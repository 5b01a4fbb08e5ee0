use anyhow::Result;
use std::fs::OpenOptions;
use std::path::{Path, PathBuf};
use tracing::Level;
use tracing_subscriber::{EnvFilter, layer::SubscriberExt, util::SubscriberInitExt};

/// Initialize logging for the CLI
pub fn init_logging(log_level: Level, data_dir: &Path, no_file_log: bool) -> Result<()> {
    if no_file_log {
        init_stderr_logging(log_level)
    } else {
        init_file_logging(log_level, data_dir)
    }
}

fn env_filter(level: Level) -> EnvFilter {
    let level_str = level.as_str().to_lowercase();
    EnvFilter::try_from_default_env().unwrap_or_else(|_| {
        format!("signalement={level_str},signalement_core={level_str},signalement_http={level_str}")
            .into()
    })
}

fn init_file_logging(level: Level, data_dir: &Path) -> Result<()> {
    let log_file_path = log_file_path(data_dir);
    if let Some(parent) = log_file_path.parent() {
        std::fs::create_dir_all(parent)?;
    }
    let log_file = OpenOptions::new()
        .create(true)
        .append(true)
        .open(&log_file_path)?;

    tracing_subscriber::registry()
        .with(env_filter(level))
        .with(
            tracing_subscriber::fmt::layer()
                .with_writer(log_file)
                .with_ansi(false),
        )
        .with(
            tracing_subscriber::fmt::layer()
                .with_writer(std::io::stderr)
                .with_ansi(true),
        )
        .init();

    Ok(())
}

fn init_stderr_logging(level: Level) -> Result<()> {
    tracing_subscriber::registry()
        .with(env_filter(level))
        .with(tracing_subscriber::fmt::layer().with_writer(std::io::stderr))
        .init();

    Ok(())
}

fn log_file_path(data_dir: &Path) -> PathBuf {
    data_dir.join("logs").join("cli.log")
}
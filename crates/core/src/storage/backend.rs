//! Key-value persistence media backing the token store

use crate::error::{CoreError, CoreResult};
use std::collections::BTreeMap;
use std::fmt;
use std::fs;
use std::path::{Path, PathBuf};
use std::sync::{Mutex, RwLock};

/// String-keyed, string-valued storage in the style of browser local storage
pub trait StorageBackend: Send + Sync + fmt::Debug {
    fn get_item(&self, key: &str) -> CoreResult<Option<String>>;
    fn set_item(&self, key: &str, value: &str) -> CoreResult<()>;
    fn remove_item(&self, key: &str) -> CoreResult<()>;
    fn keys(&self) -> CoreResult<Vec<String>>;
}

/// In-process storage, lost when the process exits
#[derive(Debug, Default)]
pub struct MemoryStorage {
    items: RwLock<BTreeMap<String, String>>,
}

impl MemoryStorage {
    pub fn new() -> Self {
        Self::default()
    }
}

fn poisoned(what: &str) -> CoreError {
    CoreError::storage(format!("{what} lock poisoned"))
}

impl StorageBackend for MemoryStorage {
    fn get_item(&self, key: &str) -> CoreResult<Option<String>> {
        let items = self.items.read().map_err(|_| poisoned("memory storage"))?;
        Ok(items.get(key).cloned())
    }

    fn set_item(&self, key: &str, value: &str) -> CoreResult<()> {
        let mut items = self.items.write().map_err(|_| poisoned("memory storage"))?;
        items.insert(key.to_string(), value.to_string());
        Ok(())
    }

    fn remove_item(&self, key: &str) -> CoreResult<()> {
        let mut items = self.items.write().map_err(|_| poisoned("memory storage"))?;
        items.remove(key);
        Ok(())
    }

    fn keys(&self) -> CoreResult<Vec<String>> {
        let items = self.items.read().map_err(|_| poisoned("memory storage"))?;
        Ok(items.keys().cloned().collect())
    }
}

/// Storage persisted as a single JSON object on disk.
///
/// Every operation re-reads the file so several processes sharing the same
/// data directory observe each other's writes (last write wins).
#[derive(Debug)]
pub struct FileStorage {
    path: PathBuf,
    guard: Mutex<()>,
}

impl FileStorage {
    pub fn new(path: impl Into<PathBuf>) -> Self {
        Self {
            path: path.into(),
            guard: Mutex::new(()),
        }
    }

    pub fn path(&self) -> &Path {
        &self.path
    }

    fn load(&self) -> CoreResult<BTreeMap<String, String>> {
        match fs::read_to_string(&self.path) {
            Ok(raw) if raw.trim().is_empty() => Ok(BTreeMap::new()),
            Ok(raw) => Ok(serde_json::from_str(&raw)?),
            Err(e) if e.kind() == std::io::ErrorKind::NotFound => Ok(BTreeMap::new()),
            Err(e) => Err(e.into()),
        }
    }

    fn store(&self, items: &BTreeMap<String, String>) -> CoreResult<()> {
        if let Some(parent) = self.path.parent() {
            fs::create_dir_all(parent)?;
        }
        let tmp = self.path.with_extension("tmp");
        fs::write(&tmp, serde_json::to_vec_pretty(items)?)?;
        fs::rename(&tmp, &self.path)?;
        Ok(())
    }

    fn update(&self, f: impl FnOnce(&mut BTreeMap<String, String>)) -> CoreResult<()> {
        let _lock = self.guard.lock().map_err(|_| poisoned("file storage"))?;
        let mut items = self.load()?;
        f(&mut items);
        self.store(&items)
    }
}

impl StorageBackend for FileStorage {
    fn get_item(&self, key: &str) -> CoreResult<Option<String>> {
        let _lock = self.guard.lock().map_err(|_| poisoned("file storage"))?;
        Ok(self.load()?.remove(key))
    }

    fn set_item(&self, key: &str, value: &str) -> CoreResult<()> {
        self.update(|items| {
            items.insert(key.to_string(), value.to_string());
        })
    }

    fn remove_item(&self, key: &str) -> CoreResult<()> {
        self.update(|items| {
            items.remove(key);
        })
    }

    fn keys(&self) -> CoreResult<Vec<String>> {
        let _lock = self.guard.lock().map_err(|_| poisoned("file storage"))?;
        Ok(self.load()?.into_keys().collect())
    }
}

#[cfg(test)]
mod tests {
    use super::*;
    use tempfile::TempDir;

    #[test]
    fn memory_storage_set_get_remove() {
        let storage = MemoryStorage::new();
        assert_eq!(storage.get_item("token").unwrap(), None);

        storage.set_item("token", "\"abc\"").unwrap();
        assert_eq!(storage.get_item("token").unwrap().as_deref(), Some("\"abc\""));

        storage.remove_item("token").unwrap();
        assert_eq!(storage.get_item("token").unwrap(), None);
    }

    #[test]
    fn file_storage_persists_between_instances() {
        let dir = TempDir::new().unwrap();
        let path = dir.path().join("nested").join("local-storage.json");

        let first = FileStorage::new(&path);
        first.set_item("refreshToken", "\"r-1\"").unwrap();
        first.set_item("darkMode", "true").unwrap();

        let second = FileStorage::new(&path);
        assert_eq!(second.get_item("refreshToken").unwrap().as_deref(), Some("\"r-1\""));
        assert_eq!(second.keys().unwrap(), vec!["darkMode", "refreshToken"]);

        second.remove_item("refreshToken").unwrap();
        assert_eq!(first.get_item("refreshToken").unwrap(), None);
    }

    #[test]
    fn file_storage_treats_missing_or_empty_file_as_empty() {
        let dir = TempDir::new().unwrap();
        let path = dir.path().join("local-storage.json");

        let storage = FileStorage::new(&path);
        assert!(storage.keys().unwrap().is_empty());

        fs::write(&path, "  ").unwrap();
        assert_eq!(storage.get_item("token").unwrap(), None);
    }

    #[test]
    fn file_storage_reports_corrupt_file() {
        let dir = TempDir::new().unwrap();
        let path = dir.path().join("local-storage.json");
        fs::write(&path, "{not json").unwrap();

        let err = FileStorage::new(&path).get_item("token").unwrap_err();
        assert!(matches!(err, CoreError::Serialization { .. }));
    }
}
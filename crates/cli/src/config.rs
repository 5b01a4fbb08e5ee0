//! CLI configuration and client wiring

use anyhow::{Context, Result};
use chrono::Duration;
use signalement_core::validation::ValidateConfig;
use signalement_core::{ClientSettings, CookieJar, FileStorage, SessionStore, TokenStore};
use signalement_http::{ApiClient, EndReason, SessionClient, SessionEnded, SessionListener};
use std::path::{Path, PathBuf};
use std::sync::Arc;

const LOCAL_STORAGE_FILE: &str = "local-storage.json";
const COOKIE_JAR_FILE: &str = "cookies.json";

/// Load settings, letting command-line flags win over file and environment
pub fn load_settings(
    path: Option<&Path>,
    data_dir: Option<PathBuf>,
    base_url: Option<String>,
) -> Result<ClientSettings> {
    let mut settings = ClientSettings::load(path).context("Failed to load configuration")?;

    if let Some(dir) = data_dir {
        settings.storage.data_dir = Some(dir);
    }
    if let Some(url) = base_url {
        settings.api.base_url = url;
        settings.validate()?;
    }

    Ok(settings)
}

/// Session store persisted as two JSON files under the data directory
pub fn session_store(settings: &ClientSettings) -> SessionStore {
    let dir = settings.storage.resolved_data_dir();
    let local = Arc::new(FileStorage::new(dir.join(LOCAL_STORAGE_FILE)));
    let cookies = CookieJar::new(
        Arc::new(FileStorage::new(dir.join(COOKIE_JAR_FILE))),
        settings.session.cookie.policy(),
    );

    SessionStore::new(TokenStore::client(local, cookies))
        .with_access_max_age(Duration::seconds(settings.session.access_token_max_age_secs))
}

pub fn build_client(settings: &ClientSettings) -> Result<SessionClient> {
    let mut builder = ApiClient::builder()
        .base_url(settings.base_url())
        .session(session_store(settings))
        .user_agent(settings.api.user_agent.clone());
    if let Some(secs) = settings.api.timeout_secs {
        builder = builder.timeout(std::time::Duration::from_secs(secs));
    }
    let api = builder.build()?;

    Ok(SessionClient::with_listener(
        api,
        Arc::new(TerminalListener),
        settings.session.login_path.clone(),
    ))
}

/// Tells the operator to sign in again once the session is gone
struct TerminalListener;

impl SessionListener for TerminalListener {
    fn session_ended(&self, event: &SessionEnded) {
        match &event.reason {
            EndReason::LoggedOut => {}
            reason => {
                tracing::warn!(?reason, redirect = %event.redirect_to, "Session ended");
                eprintln!("Session expirée. Reconnectez-vous avec `signalement login`.");
            }
        }
    }
}

#[cfg(test)]
mod tests {
    use super::*;
    use signalement_core::{Persistence, Session};

    #[test]
    fn flags_override_loaded_settings() {
        let dir = tempfile::tempdir().unwrap();
        let settings = load_settings(
            None,
            Some(dir.path().to_path_buf()),
            Some("http://localhost:4000/".into()),
        )
        .unwrap();

        assert_eq!(settings.base_url(), "http://localhost:4000");
        assert_eq!(settings.storage.resolved_data_dir(), dir.path());
    }

    #[test]
    fn invalid_base_url_flag_is_rejected() {
        assert!(load_settings(None, None, Some("localhost".into())).is_err());
    }

    #[test]
    fn session_survives_a_new_store() {
        let dir = tempfile::tempdir().unwrap();
        let mut settings = ClientSettings::default();
        settings.storage.data_dir = Some(dir.path().to_path_buf());

        session_store(&settings)
            .store_login(
                &Session {
                    access_token: "a".into(),
                    refresh_token: Some("r".into()),
                    expiry: None,
                },
                false,
            )
            .unwrap();

        let reopened = session_store(&settings);
        assert_eq!(reopened.access_token().as_deref(), Some("a"));
        assert_eq!(
            reopened.tokens().get::<String>("refreshToken", Persistence::Local).as_deref(),
            Some("r")
        );
        assert!(dir.path().join(COOKIE_JAR_FILE).exists());
    }
}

----------------------------------------

• Task directions:
Report the lines above that contain "true".

• The answer:
        .create(true)
        .append(true)
                .with_ansi(true),
        first.set_item("darkMode", "true").unwrap();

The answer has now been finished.